## Problem to solve:
Read the data below line by line and copy each one with "buffer" in it.

## Provided material:
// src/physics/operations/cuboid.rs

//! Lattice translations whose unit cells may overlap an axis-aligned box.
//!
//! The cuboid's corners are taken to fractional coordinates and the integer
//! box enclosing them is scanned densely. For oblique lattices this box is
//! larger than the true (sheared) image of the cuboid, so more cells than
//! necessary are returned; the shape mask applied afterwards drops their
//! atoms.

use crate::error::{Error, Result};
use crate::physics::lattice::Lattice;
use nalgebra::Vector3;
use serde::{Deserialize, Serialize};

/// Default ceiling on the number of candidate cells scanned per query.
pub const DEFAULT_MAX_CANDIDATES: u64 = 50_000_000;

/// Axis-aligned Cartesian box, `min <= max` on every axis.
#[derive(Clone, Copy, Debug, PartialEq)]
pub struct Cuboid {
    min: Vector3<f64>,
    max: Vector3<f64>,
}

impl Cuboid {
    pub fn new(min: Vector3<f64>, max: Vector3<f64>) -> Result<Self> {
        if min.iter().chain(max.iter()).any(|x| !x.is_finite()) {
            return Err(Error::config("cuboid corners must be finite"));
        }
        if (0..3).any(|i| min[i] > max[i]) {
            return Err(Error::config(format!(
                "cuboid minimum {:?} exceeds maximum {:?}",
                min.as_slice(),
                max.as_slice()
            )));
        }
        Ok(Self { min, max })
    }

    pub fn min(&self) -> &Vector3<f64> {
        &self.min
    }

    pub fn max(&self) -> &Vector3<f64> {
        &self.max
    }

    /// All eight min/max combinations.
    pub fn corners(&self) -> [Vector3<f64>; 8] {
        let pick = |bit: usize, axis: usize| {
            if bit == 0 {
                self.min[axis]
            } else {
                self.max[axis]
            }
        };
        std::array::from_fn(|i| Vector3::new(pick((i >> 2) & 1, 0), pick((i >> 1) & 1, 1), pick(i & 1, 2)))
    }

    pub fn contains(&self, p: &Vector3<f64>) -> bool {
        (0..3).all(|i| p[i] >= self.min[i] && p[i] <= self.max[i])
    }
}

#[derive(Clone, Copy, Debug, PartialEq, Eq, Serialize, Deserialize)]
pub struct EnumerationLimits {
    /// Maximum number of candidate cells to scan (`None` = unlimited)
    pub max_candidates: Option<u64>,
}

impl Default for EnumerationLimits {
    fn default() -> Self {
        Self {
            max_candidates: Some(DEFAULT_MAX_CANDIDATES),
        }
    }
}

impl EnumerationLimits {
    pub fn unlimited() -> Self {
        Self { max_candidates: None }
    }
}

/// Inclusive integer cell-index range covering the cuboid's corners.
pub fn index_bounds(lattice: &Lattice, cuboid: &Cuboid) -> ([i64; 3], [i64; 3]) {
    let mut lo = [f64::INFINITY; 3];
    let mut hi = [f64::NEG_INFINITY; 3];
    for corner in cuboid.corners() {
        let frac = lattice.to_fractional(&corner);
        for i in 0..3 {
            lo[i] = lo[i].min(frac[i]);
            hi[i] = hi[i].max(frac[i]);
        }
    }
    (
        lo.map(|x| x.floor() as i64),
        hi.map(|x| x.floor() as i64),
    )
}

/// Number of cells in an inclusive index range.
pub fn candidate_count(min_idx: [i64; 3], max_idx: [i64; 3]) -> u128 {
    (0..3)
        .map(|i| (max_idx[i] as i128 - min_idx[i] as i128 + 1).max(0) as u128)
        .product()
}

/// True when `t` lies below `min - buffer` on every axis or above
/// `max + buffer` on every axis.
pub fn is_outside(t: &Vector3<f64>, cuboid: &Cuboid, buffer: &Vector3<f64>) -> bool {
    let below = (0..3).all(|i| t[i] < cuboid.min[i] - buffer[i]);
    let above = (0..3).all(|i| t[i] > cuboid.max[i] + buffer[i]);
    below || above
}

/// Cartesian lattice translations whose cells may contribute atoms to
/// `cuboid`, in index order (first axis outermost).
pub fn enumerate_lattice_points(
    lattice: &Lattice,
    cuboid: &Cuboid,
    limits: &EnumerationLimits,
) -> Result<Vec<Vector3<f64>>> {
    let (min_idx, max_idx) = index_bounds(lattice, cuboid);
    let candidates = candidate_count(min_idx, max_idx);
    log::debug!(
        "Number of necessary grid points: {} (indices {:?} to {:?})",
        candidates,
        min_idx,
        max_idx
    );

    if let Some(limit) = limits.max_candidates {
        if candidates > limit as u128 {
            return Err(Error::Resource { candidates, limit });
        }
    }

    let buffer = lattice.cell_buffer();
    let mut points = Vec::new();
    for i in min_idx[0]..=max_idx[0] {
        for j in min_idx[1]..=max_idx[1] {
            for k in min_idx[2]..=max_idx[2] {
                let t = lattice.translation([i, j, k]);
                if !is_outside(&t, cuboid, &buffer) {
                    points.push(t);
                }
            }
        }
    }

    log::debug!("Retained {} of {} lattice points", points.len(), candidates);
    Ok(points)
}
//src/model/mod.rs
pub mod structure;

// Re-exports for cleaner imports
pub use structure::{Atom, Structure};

==

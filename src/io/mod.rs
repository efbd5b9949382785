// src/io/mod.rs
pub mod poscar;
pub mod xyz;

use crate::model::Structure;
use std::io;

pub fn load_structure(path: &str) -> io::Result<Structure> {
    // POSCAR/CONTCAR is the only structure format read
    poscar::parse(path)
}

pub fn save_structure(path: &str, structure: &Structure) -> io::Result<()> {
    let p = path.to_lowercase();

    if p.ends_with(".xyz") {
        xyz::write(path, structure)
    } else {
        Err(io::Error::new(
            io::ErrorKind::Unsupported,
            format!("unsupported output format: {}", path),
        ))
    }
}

## Solution for this task:
/// True when `t` lies below `min - buffer` on every axis or above
/// `max + buffer` on every axis.
pub fn is_outside(t: &Vector3<f64>, cuboid: &Cuboid, buffer: &Vector3<f64>) -> bool {
    let below = (0..3).all(|i| t[i] < cuboid.min[i] - buffer[i]);
    let above = (0..3).all(|i| t[i] > cuboid.max[i] + buffer[i]);
    let buffer = lattice.cell_buffer();
                if !is_outside(&t, cuboid, &buffer) {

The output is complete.